Here's me, Mike Hammer. Handsome devil, aren't I?
These ladies certainly think so. Every lady I meet, actually. Particularly this lady in the phone booth:

I mean, the episode stops for a full ten seconds just so she can look at me and tell me with her eyes that she could search from Honolulu to Halifax and never lay eyes on a more desirable hunk of real estate.

Later, I bring this random dog-walker's dogs to heel, saving some poindexter from getting his buns chomped. She's head over heels... naturally. But I was on the clock.

A few things changed between Murder Me, Murder You and this time around.

I'm trying to quit smoking. Not very successfully.
I'm still driving this beat-up Ford Mustang around and parking illegally.
And I'm still mixing it up with this pencilneck Assistant D.A. Barrington.
This time about the goddamn frame job of my BEST FRIEND Captain Pat Chambers.

If there's one thing I can't stand, it's a goddamn frame job of a GOOD HONEST COP. Like I told that jerkoff D.A. when my BEST FRIEND is being dragged through the meat grinder, I'm not going to sit around and wait for a bunch of empty suits to figure out how to dot their i's and cross their t's. I'm getting out there in the street and doing some meat-grinding of my own.

I'll get to the specifics in a minute. Let me reintroduce my secretary Velda. 


Last time she was played by Tanya Roberts. This time around, she's played by Lindsay Bloom. Lindsay did a lot of TV work and got the ongoing role of Velda in my subsequent TV series The New Mike Hammer. But she had me with her work in:

This cinematic master-stroke from 1979.

I don't know much about movies, but I know what I like. And H.O.T.S. is it. Nowadays every movie's got to be about heroic lesbians teaching some emo twit the watoosie or some goddamn thing.

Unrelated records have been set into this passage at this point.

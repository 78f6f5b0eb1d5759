//! Distance and lateral-offset estimation from a selected target pair.
//!
//! Two estimators run on every pair, each triangulating a known physical
//! extent against its angular subtense: the width estimator uses the strip
//! separation across the horizontal field of view, the height estimator the
//! strip height across the vertical one. The consistency gate compares the
//! two before anything is trusted.

use crate::error::FrameSkip;
use crate::geometry::TargetGeometry;
use crate::types::{FrameGeometry, TargetPair, Triangulation};

/// Convert a pair's pixel geometry into physical estimates.
///
/// Pure arithmetic; the only failure is a zero pixel separation, which
/// skips the frame rather than dividing by it.
pub fn triangulate(
    pair: &TargetPair,
    frame: FrameGeometry,
    geometry: &TargetGeometry,
) -> Result<Triangulation, FrameSkip> {
    let pixel_separation = pair.pixel_separation();
    if pixel_separation == 0.0 {
        return Err(FrameSkip::DegeneratePair);
    }

    let inches_per_pixel = geometry.separation_in / pixel_separation;

    let subtense = pixel_separation / frame.width() * geometry.hfov_rad;
    let distance_by_width_in = (geometry.separation_in / 2.0) / (subtense / 2.0).tan();

    let midpoint_x = (pair.left.center_x() + pair.right.center_x()) / 2.0;
    let lateral_offset_in = (midpoint_x - frame.width() / 2.0) * inches_per_pixel;

    let height_px = (pair.left.height + pair.right.height) / 2.0;
    let vertical_subtense = height_px / frame.height() * geometry.vfov_rad;
    let distance_by_height_in = (geometry.tape_height_in / 2.0) / (vertical_subtense / 2.0).tan();

    Ok(Triangulation {
        distance_by_width_in,
        distance_by_height_in,
        lateral_offset_in,
    })
}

It all adds up to B-O-R-I-N-G. I like the way this one adds up better. I had the volume off, so I couldn't tell you what it was about, but you can ask Velda.

Another film I like? Harvey.
That's right, the one about the imaginary rabbit.

I'm not ashamed to say this one grabs a hold of my heart-strings and pulls on 'em like Apollo pulls the goddamn reins of his sun-chariot.

Where the hell was I? Oh yeah, More Than Murder.

Like it says up there, this originally aired on CBS on January 26, 1984. We were up against two shows you probably never heard of - Masquerade and Buffalo Bill - and two you probably have, Cheers and Hill Street Blues. I like Cheers and Hill Street Blues just fine, but we had Magnum, P.I. as our lead-in. If you can tell me where you're going to get a more kickass one-two mustache punch than Thomas Magnum and Mike Hammer, I'll give you the deed to the Brooklyn Bridge and move to Alaska lock, stock and barrel.

When last we met, I was getting over the deaths of the only woman I ever loved and the daughter I never knew. This time around, I don't even mention that. Quit living in the past. Other things I don't mention this time? Viet-goddamn-nam. You know where the encyclopedia is; I've got a job to do.

I'm paid a visit by an old buddy, Malcolm Dobbs (Tim McIntire.)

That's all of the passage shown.